Я даже уходила писать пейзажи, чему радовались мы оба: это было похоже на нормальную жизнь.
К сильным приступам загрудинных болей добавились приступы удушья.
12 октября 1958 года он закончил “Розу Мира”. Я вернулась домой с этюдником и подошла к нему – он работал в саду. Дописав последнюю строчку, он сказал мне очень серьезно и печально: “Я кончил книгу. Но знаешь, не рад. Как у Пушкина: Миг вожделенный настал: окончен мой труд многолетний. Что ж непонятная грусть тайно тревожит меня?” А это был конец. С этого момента болезнь пошла все быстрее и быстрее. Было такое чувство, будто ангел, поддерживавший его все время, с последней строчкой этой книги тихо разжал руки – и все понеслось навстречу смерти.
В начале ноября 1958 года я с трудом довезла его до Москвы.
Не перечислить, даже не вспомнить всех чужих людей, которые помогали нам в эти два года. Я была одна непосредственно около него и постоянно обращалась к первым встречным за помощью, никогда не встречая отказа.
В конце февраля 1959 года мы, наконец, получили 15-метровую комнату в двухкомнатной коммуналке, и друзья, взяв его из больницы, на руках внесли на второй этаж дома N 82 по Ленинскому проспекту – тогда это был последний дом города, дальше начинались пустыри.
Наступили последние сорок дней жизни. Они были совсем нереальны. Умирал он тяжело. Мистически эта душа, видно, должна была что-то еще искупить на Земле. А реально – я не давала умереть: не отходила от него, вцеплялась во врачей, требуя еще что-то сделать, по существу, продлевала агонию. А в промежутках был его мир, потому что рукописи он не выпускал из рук и погружался в них, едва становилось чуть легче.
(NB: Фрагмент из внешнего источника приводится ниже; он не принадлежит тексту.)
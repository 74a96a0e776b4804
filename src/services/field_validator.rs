use serde::{Deserialize, Serialize};
use utoipa::ToSchema;

use crate::services::staging::StagedUpload;
use crate::utils::i18n::{Locale, Message};
use crate::utils::validation::{
    ValidationError, validate_file_count, validate_file_size, validate_mime_type,
};

/// Admission rules of a field.
///
/// Implementations see the files already staged for the field together with
/// the incoming batch, so cumulative limits can be enforced.
pub trait FieldValidator: Send + Sync {
    fn can_upload_files(
        &self,
        staged: &[StagedUpload],
        incoming: &[StagedUpload],
        locale: Locale,
    ) -> Result<(), ValidationError>;
}

/// Count, size and type limits of a file field. `None` means unlimited.
#[derive(Debug, Clone, Default, PartialEq, Eq, Serialize, Deserialize, ToSchema)]
pub struct UploadPolicy {
    pub max_files: Option<u32>,
    pub max_file_size: Option<u64>,
    pub allowed_mime_types: Vec<String>,
}

impl UploadPolicy {
    pub fn unlimited() -> Self {
        Self::default()
    }

    pub fn with_max_files(mut self, max_files: u32) -> Self {
        self.max_files = Some(max_files);
        self
    }

    pub fn with_max_file_size(mut self, max_file_size: u64) -> Self {
        self.max_file_size = Some(max_file_size);
        self
    }

    pub fn with_allowed_mime_types<I, S>(mut self, types: I) -> Self
    where
        I: IntoIterator<Item = S>,
        S: Into<String>,
    {
        self.allowed_mime_types = types.into_iter().map(Into::into).collect();
        self
    }
}

impl FieldValidator for UploadPolicy {
    fn can_upload_files(
        &self,
        staged: &[StagedUpload],
        incoming: &[StagedUpload],
        locale: Locale,
    ) -> Result<(), ValidationError> {
        if let Some(max_files) = self.max_files {
            validate_file_count(staged.len(), incoming.len(), max_files, locale)?;
        }

        for upload in incoming {
            if let Some(max_size) = self.max_file_size {
                validate_file_size(upload.name(), upload.size(), max_size, locale)?;
            }
            validate_mime_type(
                upload.name(),
                upload.content_type(),
                &self.allowed_mime_types,
                locale,
            )?;
        }

        Ok(())
    }
}

/// Validator of fields that never take files.
pub struct RejectAllFiles;

impl FieldValidator for RejectAllFiles {
    fn can_upload_files(
        &self,
        _staged: &[StagedUpload],
        _incoming: &[StagedUpload],
        locale: Locale,
    ) -> Result<(), ValidationError> {
        Err(ValidationError::new(
            "NOT_A_FILE_FIELD",
            &Message::NotAFileField,
            locale,
        ))
    }
}
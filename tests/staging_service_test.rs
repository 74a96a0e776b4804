use anyhow::anyhow;
use async_trait::async_trait;
use bytes::Bytes;
use directory_upload::services::attachment_store::{
    AttachmentStore, PersistedAttachment, PersistedFile, ThumbnailVariant,
};
use directory_upload::services::blob_store::{BlobStoreClient, BlobStoreError, RemoteFile};
use directory_upload::services::entry_catalog::{
    Entry, EntryCatalog, FieldKind, InMemoryEntryCatalog,
};
use directory_upload::services::field_validator::UploadPolicy;
use directory_upload::services::staging::{
    StagedUpload, StagingError, StagingRegistry, UploadForm, UploadStagingService,
};
use directory_upload::utils::i18n::Locale;
use std::collections::HashMap;
use std::sync::{Arc, Mutex};
use tokio::sync::oneshot;

const KB: usize = 1024;

fn file(name: &str, size: usize) -> StagedUpload {
    StagedUpload::new(name, vec![b'x'; size])
}

fn setup_service() -> UploadStagingService {
    let catalog: InMemoryEntryCatalog = [
        Entry::new(
            42,
            "Attachments",
            FieldKind::StoredFile,
            UploadPolicy::unlimited()
                .with_max_files(2)
                .with_max_file_size(1024 * 1024),
        ),
        Entry::new(
            7,
            "Pictures",
            FieldKind::StoredFile,
            UploadPolicy::unlimited(),
        ),
        Entry::new(
            8,
            "Remote",
            FieldKind::ExternalReference,
            UploadPolicy::unlimited(),
        ),
        Entry::new(9, "Comment", FieldKind::Other, UploadPolicy::unlimited()),
    ]
    .into_iter()
    .collect();

    UploadStagingService::new(StagingRegistry::new(), Arc::new(catalog))
}

fn names(uploads: &[StagedUpload]) -> Vec<&str> {
    uploads.iter().map(|u| u.name()).collect()
}

/// Keeps committed bytes in memory, keyed by the attachment id.
#[derive(Default)]
struct MockAttachmentStore {
    files: Mutex<HashMap<i32, (PersistedAttachment, Bytes)>>,
}

impl MockAttachmentStore {
    fn with_file(self, id: i32, entry_id: i32, title: &str, content: &[u8], thumbnail: ThumbnailVariant) -> Self {
        let attachment = PersistedAttachment {
            id,
            record_id: 1,
            entry_id,
            field_kind: FieldKind::StoredFile,
            value: None,
            file: Some(PersistedFile {
                id,
                title: title.to_string(),
                size: content.len() as i64,
                mime_type: None,
            }),
            thumbnail,
        };
        self.files
            .lock()
            .unwrap()
            .insert(id, (attachment, Bytes::copy_from_slice(content)));
        self
    }

    fn attachments(&self) -> Vec<PersistedAttachment> {
        let mut list: Vec<_> = self
            .files
            .lock()
            .unwrap()
            .values()
            .map(|(a, _)| a.clone())
            .collect();
        list.sort_by_key(|a| a.id);
        list
    }
}
//! Upload and delete buttons of the plain HTML form.
//!
//! Without JavaScript the form posts back to itself; the name of the button
//! that was pressed tells which entry to act on, and checkbox names carry the
//! positions of the staged files to delete.

pub const UPLOAD_SUBMIT_PREFIX: &str = "_directory_upload_submit_entry_";
pub const UPLOAD_DELETE_PREFIX: &str = "_directory_upload_delete_entry_";
pub const UPLOAD_CHECKBOX_PREFIX: &str = "_directory_upload_checkbox_entry_";

#[derive(Debug, Clone, PartialEq, Eq)]
pub enum UploadAction {
    Submit { entry_id: String },
    Delete { entry_id: String },
}

impl UploadAction {
    /// Returns the first upload or delete action among the request parameter names.
    pub fn find<'a, I>(param_names: I) -> Option<Self>
    where
        I: IntoIterator<Item = &'a str>,
    {
        param_names.into_iter().find_map(Self::parse)
    }

    pub fn parse(param_name: &str) -> Option<Self> {
        if let Some(entry_id) = param_name.strip_prefix(UPLOAD_SUBMIT_PREFIX) {
            return Some(UploadAction::Submit {
                entry_id: entry_id.to_string(),
            });
        }
        param_name
            .strip_prefix(UPLOAD_DELETE_PREFIX)
            .map(|entry_id| UploadAction::Delete {
                entry_id: entry_id.to_string(),
            })
    }

    pub fn entry_id(&self) -> &str {
        match self {
            UploadAction::Submit { entry_id } | UploadAction::Delete { entry_id } => entry_id,
        }
    }
}

/// Name of the checkbox selecting the staged file at `index` of an entry.
pub fn checkbox_name(entry_id: &str, index: usize) -> String {
    format!("{}{}_{}", UPLOAD_CHECKBOX_PREFIX, entry_id, index)
}

/// Positions ticked for deletion, highest first so earlier positions stay
/// valid while later ones are removed.
pub fn checked_indexes<'a, I>(param_names: I, entry_id: &str) -> Vec<usize>
where
    I: IntoIterator<Item = &'a str>,
{
    let prefix = format!("{}{}_", UPLOAD_CHECKBOX_PREFIX, entry_id);
    let mut indexes: Vec<usize> = param_names
        .into_iter()
        .filter_map(|name| name.strip_prefix(prefix.as_str()))
        .filter_map(|index| index.parse().ok())
        .collect();
    indexes.sort_unstable_by(|a, b| b.cmp(a));
    indexes.dedup();
    indexes
}
pub mod attachment_store;
pub mod blob_store;
pub mod entry_catalog;
pub mod entry_parameter_service;
pub mod field_validator;
pub mod file_repository;
pub mod staging;
pub mod worker;
use crate::AppState;
use crate::api::error::AppError;
use crate::services::staging::parse_field_name;
use axum::{
    Json,
    extract::{Path, State},
};
use serde::Serialize;
use utoipa::ToSchema;

#[derive(Debug, Serialize, ToSchema)]
pub struct RemovedAttachments {
    pub record_id: i32,
    pub field_name: String,
    pub removed: usize,
}

/// Deletes every attachment of one field of a record, thumbnails included,
/// along with their stored bytes or remote blobs.
#[utoipa::path(
    delete,
    path = "/records/{record_id}/fields/{field_name}",
    params(
        ("record_id" = i32, Path, description = "Record identifier"),
        ("field_name" = String, Path, description = "Field identifier, e.g. entry_3")
    ),
    responses(
        (status = 200, description = "Attachments removed", body = RemovedAttachments),
        (status = 404, description = "Unknown field")
    ),
    tag = "records"
)]
pub async fn remove_record_field(
    State(state): State<AppState>,
    Path((record_id, field_name)): Path<(i32, String)>,
) -> Result<Json<RemovedAttachments>, AppError> {
    let entry_id = parse_field_name(&field_name)
        .ok_or_else(|| AppError::NotFound(format!("Unknown field: {}", field_name)))?;

    let attachments = state.store.list_for_record(record_id).await?;
    let mut removed = 0;
    for attachment in attachments.iter().filter(|a| a.entry_id == entry_id) {
        state.store.remove(attachment).await?;
        removed += 1;
    }

    Ok(Json(RemovedAttachments {
        record_id,
        field_name,
        removed,
    }))
}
Друзья, сменяя друг друга, приезжали каждый день, привозили все необходимое и сидели на кухне, ненадолго заходя в комнату – больше он не выдерживал. Соседка, совсем чужая и совсем простая женщина, с утра забирала двоих детей и уезжала к родственникам до вечера.
Ни с кем не хотел он говорить о своей болезни, удивлял тем, что помнил и расспрашивал о том, что было важно для вошедшего.
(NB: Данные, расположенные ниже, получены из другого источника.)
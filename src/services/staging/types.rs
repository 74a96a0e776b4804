use bytes::Bytes;
use serde::Serialize;
use utoipa::ToSchema;

use crate::utils::validation::clean_file_name;

/// Prefix of the form field that carries the files of an entry.
pub const FIELD_NAME_PREFIX: &str = "entry_";

/// Builds the stable field identifier of an entry (`entry_42`).
pub fn field_name_for(entry_id: i32) -> String {
    format!("{}{}", FIELD_NAME_PREFIX, entry_id)
}

/// Recovers the entry id from a field identifier.
pub fn parse_field_name(field_name: &str) -> Option<i32> {
    field_name
        .strip_prefix(FIELD_NAME_PREFIX)
        .and_then(|id| id.parse().ok())
}

/// Identifies one form field within one session.
#[derive(Debug, Clone, PartialEq, Eq, Hash)]
pub struct FieldKey {
    pub session_id: String,
    pub field_name: String,
}

impl FieldKey {
    pub fn new(session_id: impl Into<String>, field_name: impl Into<String>) -> Self {
        Self {
            session_id: session_id.into(),
            field_name: field_name.into(),
        }
    }
}

impl std::fmt::Display for FieldKey {
    fn fmt(&self, f: &mut std::fmt::Formatter<'_>) -> std::fmt::Result {
        write!(f, "{}/{}", self.session_id, self.field_name)
    }
}

/// A file received from the client and held in memory until it is committed
/// or discarded. Cloning shares the underlying buffer.
#[derive(Debug, Clone, PartialEq, Eq)]
pub struct StagedUpload {
    name: String,
    content: Bytes,
    content_type: String,
}

impl StagedUpload {
    pub fn new(name: &str, content: impl Into<Bytes>) -> Self {
        let name = clean_file_name(name);
        let content = content.into();
        let content_type = detect_content_type(&name, &content);
        Self {
            name,
            content,
            content_type,
        }
    }

    pub fn name(&self) -> &str {
        &self.name
    }

    pub fn content(&self) -> &Bytes {
        &self.content
    }

    pub fn size(&self) -> u64 {
        self.content.len() as u64
    }

    pub fn content_type(&self) -> &str {
        &self.content_type
    }

    /// Same name and same size is how a re-upload of an already staged file is spotted.
    pub fn looks_like(&self, other: &StagedUpload) -> bool {
        self.name == other.name && self.size() == other.size()
    }
}

/// Extension first, then magic bytes, then the generic binary type.
fn detect_content_type(name: &str, content: &[u8]) -> String {
    if let Some(guess) = mime_guess::from_path(name).first() {
        return guess.essence_str().to_string();
    }
    if let Some(kind) = infer::get(content) {
        return kind.mime_type().to_string();
    }
    mime::APPLICATION_OCTET_STREAM.essence_str().to_string()
}

/// JSON view of a staged file, as returned to the upload widget.
#[derive(Debug, Clone, Serialize, ToSchema)]
pub struct StagedItem {
    pub index: usize,
    pub name: String,
    pub size: u64,
    pub content_type: String,
}

impl StagedItem {
    pub fn list(uploads: &[StagedUpload]) -> Vec<StagedItem> {
        uploads
            .iter()
            .enumerate()
            .map(|(index, u)| StagedItem {
                index,
                name: u.name().to_string(),
                size: u.size(),
                content_type: u.content_type().to_string(),
            })
            .collect()
    }
}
Однажды продиктовал мне список тех, кого хотел бы видеть на своих похоронах – это он так выразился… Список я передала Борису Чукову, верному молодому другу, и тот постарался выполнить волю Даниила. Он же сделал прекрасные фотографии за месяц до смерти.
Совсем незадолго до конца попросил меня прочесть ему сборник “Зеленою поймой”. Я прочла и посмотрела на него. На глазах у него были слезы. Он сказал, как о чужом: “Хорошие стихи”.
Он умер 30 марта 1959 года, в день Алексея Божьего человека. Похоронен на Новодевичьем, рядом с матерью и бабушкой, на месте, купленном в 1906 году Леонидом Андреевым для себя.
*
В 1958 году нас познакомили с замечательным московским священником, протоиереем Николаем Голубцовым. Отец Николай исповедовал и причащал нас, а 4 июня 1958 года он обвенчал нас в Ризположенском храме на Шаболовке. В пустом храме, без хора, с двумя друзьями-свидетелями и двумя храмовыми прислужницами.
Через четыре дня мы отправились на пароходе Москва – Уфа в наше свадебное путешествие. Было прекрасно, и чувствовал он себя тогда еще сносно. А рукописи были с нами. Однажды он, сидевший на палубе, позвал меня. Я выбежала из каюты: мы подходили к Ярославлю, было раннее утро, и сквозь редеющий туман сияли ярославские храмы. Это – образ той поэмы, “Плаванье к Небесному Кремлю”, которую он “не успел написать”.
*
С черного хода, с помощью нянечек отец Николай прошел в палату, где последний раз лежал Даниил, чтобы исповедовать и причастить его. И дома, совсем перед смертью, тоже исповедовал и причащал. А потом отпевал, сначала дома, потом – в Ризположенском храме. Гроб стоял на том же месте, в приделе св. Екатерины, где за восемь месяцев до этого нас венчали.